As I sit here this morning working from home because I have a sick 23-month-old that cannot attend daycare, I find myself reflecting a lot about this experience that is being a working mom. It is most definitely nothing like what I could have possibly imagined two years ago when my husband and I were patiently awaiting the arrival of our first child. But as the cliché goes, right on his due date he made his appearance (he gets his punctuality from his father) and everything changed.

pexels-august-de-richelieu-4262414-200x300I knew being a working mom would be hard, but I also imagined having it mostly together – continue my career, breastfeed exclusively until my child turned one, take him to activities like My Gym, baby music classes and Mommy & Me swim to get him engaged early, read him a different story every day, make healthy meals and exercise, and have everything together for the next day before going to bed each night.
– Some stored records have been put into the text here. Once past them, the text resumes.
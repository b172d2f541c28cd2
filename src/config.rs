// SPDX-License-Identifier: MIT
// Copyright 2026 Roland Dreier <roland@kernel.org>

//! Feed and API configuration.
//!
//! The controller never reads ambient/global state: the current user id
//! and the server-configured page size are injected here at construction
//! time, so a view hands the controller everything it needs up front.

use std::env;

/// Number of records per page when the server settings don't provide one.
pub const DEFAULT_PAGE_SIZE: u32 = 25;

/// Per-view feed configuration, injected by the caller.
#[derive(Debug, Clone)]
pub struct FeedConfig {
    /// Id of the user whose activities are listed.
    pub user_id: u64,
    /// Server-configured page size.
    pub num_records_per_page: u32,
}

impl FeedConfig {
    /// Build a feed config from the auth context's user id and the
    /// server settings' page size (falling back to 25 if unset).
    pub fn new(user_id: u64, num_records_per_page: Option<u32>) -> Self {
        Self {
            user_id,
            num_records_per_page: num_records_per_page.unwrap_or(DEFAULT_PAGE_SIZE),
        }
    }
}

/// Backend API connection settings, loaded once at startup.
#[derive(Debug, Clone)]
pub struct ApiConfig {
    /// Base URL of the backend REST API.
    pub base_url: String,
    /// Bearer token from the auth context.
    pub access_token: String,
}

impl ApiConfig {
    /// Load API settings from environment variables.
    pub fn from_env() -> Result<Self, ConfigError> {
        dotenvy::dotenv().ok(); // Load .env file if present

        Ok(Self {
            base_url: env::var("ACTIVITY_API_URL")
                .unwrap_or_else(|_| "http://localhost:8080/api/v1".to_string()),
            access_token: env::var("ACTIVITY_API_TOKEN")
                .map(|v| v.trim().to_string())
                .map_err(|_| ConfigError::Missing("ACTIVITY_API_TOKEN"))?,
        })
    }
}

/// Configuration errors
#[derive(Debug, thiserror::Error)]
pub enum ConfigError {
    #[error("Missing required environment variable: {0}")]
    Missing(&'static str),
}
// SPDX-License-Identifier: MIT
// Copyright 2026 Roland Dreier <roland@kernel.org>

//! Seams towards the notification UI and the i18n catalog.
//!
//! The controller reports failures as localized toast messages. Both the
//! string catalog and the toast channel live outside this crate, so they
//! are consumed through traits narrow enough for tests to fake.

/// Message keys the controller can emit, matching the activities view's
/// catalog entries.
#[derive(Debug, Clone, Copy, PartialEq, Eq)]
pub enum MessageKey {
    ErrorFetchingActivities,
    ErrorFailedFetchActivityTypes,
}

impl MessageKey {
    /// Catalog lookup key.
    pub fn as_str(&self) -> &'static str {
        match self {
            MessageKey::ErrorFetchingActivities => "activitiesView.errorFetchingActivities",
            MessageKey::ErrorFailedFetchActivityTypes => {
                "activitiesView.errorFailedFetchActivityTypes"
            }
        }
    }

    /// English fallback when no catalog translation exists.
    pub fn fallback_text(&self) -> &'static str {
        match self {
            MessageKey::ErrorFetchingActivities => "Error fetching activities",
            MessageKey::ErrorFailedFetchActivityTypes => "Failed to fetch activity types",
        }
    }
}

/// Localization catalog consumed by the controller.
pub trait Catalog {
    /// Map a message key to a display string.
    fn message(&self, key: MessageKey) -> String {
        key.fallback_text().to_string()
    }
}

/// Built-in English catalog.
#[derive(Debug, Default, Clone)]
pub struct EnglishCatalog;

impl Catalog for EnglishCatalog {}

/// Toast notification channel.
///
/// Only error severity exists here; the controller never pushes
/// success/info toasts.
pub trait Notifier {
    fn error(&self, message: &str);
}

/// Notifier that routes toasts into the tracing log, for headless use.
#[derive(Debug, Default, Clone)]
pub struct TracingNotifier;

impl Notifier for TracingNotifier {
    fn error(&self, message: &str) {
        tracing::error!(toast = %message, "User-facing error notification");
    }
}

#[cfg(test)]
mod tests {
    use super::*;

    #[test]
    fn test_english_catalog_uses_fallback_text() {
        let catalog = EnglishCatalog;
        assert_eq!(
            catalog.message(MessageKey::ErrorFetchingActivities),
            "Error fetching activities"
        );
    }

    #[test]
    fn test_message_keys_match_view_catalog() {
        assert_eq!(
            MessageKey::ErrorFailedFetchActivityTypes.as_str(),
            "activitiesView.errorFailedFetchActivityTypes"
        );
    }
}
// SPDX-License-Identifier: MIT
// Copyright 2026 Roland Dreier <roland@kernel.org>

//! Backend REST API client for the activities feed.
//!
//! Handles:
//! - Activity type enumeration
//! - Paginated, filtered, sorted activity list fetches
//! - Filtered activity counts
//! - Per-activity AI insight lookups

use crate::config::ApiConfig;
use crate::error::{AppError, Result};
use crate::models::{Activity, ActivityAiInsight, ActivityType, Filters, SortOrder};
use serde::Deserialize;

/// Parameters for one paginated activity list request.
#[derive(Debug, Clone)]
pub struct ActivityPageQuery {
    pub user_id: u64,
    /// 1-based page number
    pub page: u32,
    pub per_page: u32,
    pub filters: Filters,
    pub sort_by: String,
    pub sort_order: SortOrder,
}

/// The slice of the backend the activities controller consumes.
///
/// The controller is generic over this trait so tests can drive it with
/// an in-memory fake instead of a live backend.
#[allow(async_fn_in_trait)]
pub trait ActivitiesApi {
    /// `GET activity-types`
    async fn activity_types(&self) -> Result<Vec<ActivityType>>;

    /// `GET activities` (paginated)
    async fn user_activities_page(&self, query: ActivityPageQuery) -> Result<Vec<Activity>>;

    /// `GET activities/count` under the same filter set (sort-independent)
    async fn user_activities_count(&self, user_id: u64, filters: &Filters) -> Result<u64>;
}

/// Backend API client.
#[derive(Clone)]
pub struct ApiClient {
    http: reqwest::Client,
    base_url: String,
    access_token: String,
}

impl ApiClient {
    /// Create a new API client from connection settings.
    pub fn new(base_url: String, access_token: String) -> Self {
        Self {
            http: reqwest::Client::new(),
            base_url,
            access_token,
        }
    }

    /// Create a client from environment-loaded settings.
    pub fn from_config(config: ApiConfig) -> Self {
        Self::new(config.base_url, config.access_token)
    }

    /// All insights attached to one activity.
    pub async fn activity_ai_insights(&self, activity_id: u64) -> Result<Vec<ActivityAiInsight>> {
        let url = format!(
            "{}/activities_ai_insights/activity_id/{}",
            self.base_url, activity_id
        );
        self.get_json(&url, &[]).await
    }

    /// A single insight by its own id, `None` if the backend has no such
    /// record.
    pub async fn activity_ai_insight_by_id(
        &self,
        insight_id: u64,
    ) -> Result<Option<ActivityAiInsight>> {
        let url = format!("{}/activities_ai_insights/{}", self.base_url, insight_id);
        match self.get_json(&url, &[]).await {
            Ok(insight) => Ok(Some(insight)),
            Err(AppError::NotFound(_)) => Ok(None),
            Err(e) => Err(e),
        }
    }

    /// Query parameters shared by the list and count endpoints.
    fn filter_params(filters: &Filters) -> Vec<(&'static str, String)> {
        let mut params = Vec::new();
        if let Some(activity_type) = &filters.selected_type {
            params.push(("type", activity_type.clone()));
        }
        if let Some(start_date) = filters.start_date {
            params.push(("start_date", start_date.to_string()));
        }
        if let Some(end_date) = filters.end_date {
            params.push(("end_date", end_date.to_string()));
        }
        if !filters.name_search.is_empty() {
            params.push(("name_search", filters.name_search.clone()));
        }
        params
    }

    /// Generic GET request with JSON response.
    async fn get_json<T: for<'de> Deserialize<'de>>(
        &self,
        url: &str,
        params: &[(&'static str, String)],
    ) -> Result<T> {
        let response = self
            .http
            .get(url)
            .bearer_auth(&self.access_token)
            .query(params)
            .send()
            .await
            .map_err(|e| AppError::Api(e.to_string()))?;

        self.check_response_json(response).await
    }

    /// Map a non-success response status to the error it yields.
    fn status_error(status: reqwest::StatusCode, path: &str, body: &str) -> AppError {
        if status.as_u16() == 401 {
            return AppError::Api("Session token rejected".to_string());
        }

        if status.as_u16() == 404 {
            return AppError::NotFound(path.to_string());
        }

        AppError::Api(format!("HTTP {}: {}", status, body))
    }

    /// Check response status and parse the JSON body.
    async fn check_response_json<T: for<'de> Deserialize<'de>>(
        &self,
        response: reqwest::Response,
    ) -> Result<T> {
        if !response.status().is_success() {
            let status = response.status();
            let path = response.url().path().to_string();
            let body = response.text().await.unwrap_or_default();
            return Err(Self::status_error(status, &path, &body));
        }

        response
            .json()
            .await
            .map_err(|e| AppError::Api(format!("JSON parse error: {}", e)))
    }
}

impl ActivitiesApi for ApiClient {
    async fn activity_types(&self) -> Result<Vec<ActivityType>> {
        let url = format!("{}/activity-types", self.base_url);
        self.get_json(&url, &[]).await
    }

    async fn user_activities_page(&self, query: ActivityPageQuery) -> Result<Vec<Activity>> {
        let url = format!("{}/activities", self.base_url);

        let mut params = vec![
            ("user_id", query.user_id.to_string()),
            ("page", query.page.to_string()),
            ("per_page", query.per_page.to_string()),
        ];
        params.extend(Self::filter_params(&query.filters));
        params.push(("sort_by", query.sort_by.clone()));
        params.push(("sort_order", query.sort_order.as_str().to_string()));

        self.get_json(&url, &params).await
    }

    async fn user_activities_count(&self, user_id: u64, filters: &Filters) -> Result<u64> {
        let url = format!("{}/activities/count", self.base_url);

        let mut params = vec![("user_id", user_id.to_string())];
        params.extend(Self::filter_params(filters));

        self.get_json(&url, &params).await
    }
}
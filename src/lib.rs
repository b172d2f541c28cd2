// SPDX-License-Identifier: MIT
// Copyright 2026 Roland Dreier <roland@kernel.org>

//! Activity-Feed: client-side data layer for browsing fitness activities
//!
//! This crate provides the state and data-fetching layer behind an
//! activities list view: filtered, paginated, sorted pages of a user's
//! activities, plus a thin accessor for per-activity AI insights.
//! It owns UI-bound state and mediates REST calls; rendering and the
//! notification UI live elsewhere and consume it through narrow seams.

pub mod config;
pub mod debounce;
pub mod error;
pub mod models;
pub mod notify;
pub mod services;
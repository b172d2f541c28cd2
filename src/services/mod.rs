// SPDX-License-Identifier: MIT
// Copyright 2026 Roland Dreier <roland@kernel.org>

//! Services module - data-fetching and list-state layer.

pub mod activities;
pub mod api;
pub mod insights;

pub use activities::ActivitiesController;
pub use api::{ActivitiesApi, ActivityPageQuery, ApiClient};
pub use insights::AiInsightsService;
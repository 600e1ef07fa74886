//! Summary statistics for an adjacency graph.
//!
//! # Statistics Provided
//!
//! - **node_count** / **edge_count**: size of the canonical graph.
//! - **density**: `2m / (n(n - 1))` for an undirected simple graph. Zero for
//!   graphs with fewer than two nodes.
//! - **component_count**: number of connected components. Values above 1
//!   mean closeness scores carry the Wasserman–Faust penalty.
//! - **largest_component**: node count of the biggest component.
//! - **max_degree**: highest neighbor count.
//! - **leaf_count**: nodes with exactly one neighbor (pendant rooms).

use std::hash::Hash;

use petgraph::unionfind::UnionFind;
use serde::Serialize;

use crate::graph::Graph;

/// Summary statistics for a [`Graph`].
#[derive(Debug, Clone, PartialEq, Serialize)]
pub struct GraphStats {
    /// Number of nodes.
    pub node_count: usize,
    /// Number of distinct undirected edges.
    pub edge_count: usize,
    /// Undirected density in `[0, 1]`.
    pub density: f64,
    /// Number of connected components.
    pub component_count: usize,
    /// Size of the largest connected component.
    pub largest_component: usize,
    /// Highest degree of any node.
    pub max_degree: usize,
    /// Nodes with degree 1.
    pub leaf_count: usize,
}

impl GraphStats {
    /// Compute statistics from a built graph.
    #[must_use]
    pub fn from_graph<N: Eq + Hash>(graph: &Graph<N>) -> Self {
        let node_count = graph.node_count();
        let edge_count = graph.edge_count();

        let sizes = component_sizes(graph);
        let degrees: Vec<usize> = (0..node_count)
            .map(|i| graph.neighbor_indices(i).count())
            .collect();

        Self {
            node_count,
            edge_count,
            density: compute_density(node_count, edge_count),
            component_count: sizes.len(),
            largest_component: sizes.iter().copied().max().unwrap_or(0),
            max_degree: degrees.iter().copied().max().unwrap_or(0),
            leaf_count: degrees.iter().filter(|&&d| d == 1).count(),
        }
    }

    /// True when every node can reach every other node.
    #[must_use]
    pub const fn is_connected(&self) -> bool {
        self.component_count <= 1
    }
}

/// Sizes of connected components, in order of first member index.
fn component_sizes<N: Eq + Hash>(graph: &Graph<N>) -> Vec<usize> {
    let n = graph.node_count();
    let mut uf = UnionFind::<usize>::new(n);
    for edge in graph.petgraph().raw_edges() {
        uf.union(edge.source().index(), edge.target().index());
    }

    let labels = uf.into_labeling();
    let mut root_slot: Vec<Option<usize>> = vec![None; n];
    let mut sizes = Vec::new();
    for root in labels {
        let slot = *root_slot[root].get_or_insert_with(|| {
            sizes.push(0);
            sizes.len() - 1
        });
        sizes[slot] += 1;
    }
    sizes
}

#[allow(clippy::cast_precision_loss)]
fn compute_density(node_count: usize, edge_count: usize) -> f64 {
    if node_count < 2 {
        return 0.0_f64;
    }
    let max_edges = (node_count * (node_count - 1)) as f64;
    2.0 * edge_count as f64 / max_edges
}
Arrogant, I know, but hadn’t my mom and my grandmothers done it? Hadn’t they taken care of all the childcare stuff while still working because that is what we are supposed to do? And everywhere I looked it seemed there were working moms who had it all together. I wanted to handle it the way I thought they were handling this working mom thing. If you are a working mom or just a woman in general, you probably know what I am talking about. Women tend to imagine the women around them are doing everything right, while we are barely keeping it together. We tend to romanticize the women in our lives that we have looked up to and idealized.

When I think about it now, I usually find myself smiling, sometimes even laughing at these crazy ideas I had. And sometimes, I am still hard on myself and think that if I tried a little harder I could have it more together the way I thought I would. My days mostly fall somewhere on the scale of organized chaos to outright chaos. I have learned that most of the things I thought would be easy are actually really hard. I have learned that many of the women that seemed to have it all together are going through the same experience as me. So too I have come to realize that we almost never do it alone. Despite what I remembered, my mom and my grandmothers did not do it alone (it was, after all, my father who drove me to the skating rink at 6:00 in the morning and built pinewood derby cars with my brothers). I can still very vividly recall a female Judge telling me not long after I had my son, to make sure I let my husband help – you will succeed, he will succeed, and your children will succeed if you work together. Her point – parenting is a team sport. This is true no matter the status of your relationship. Parenting is a team sport whether you are married, divorced, living together or separated.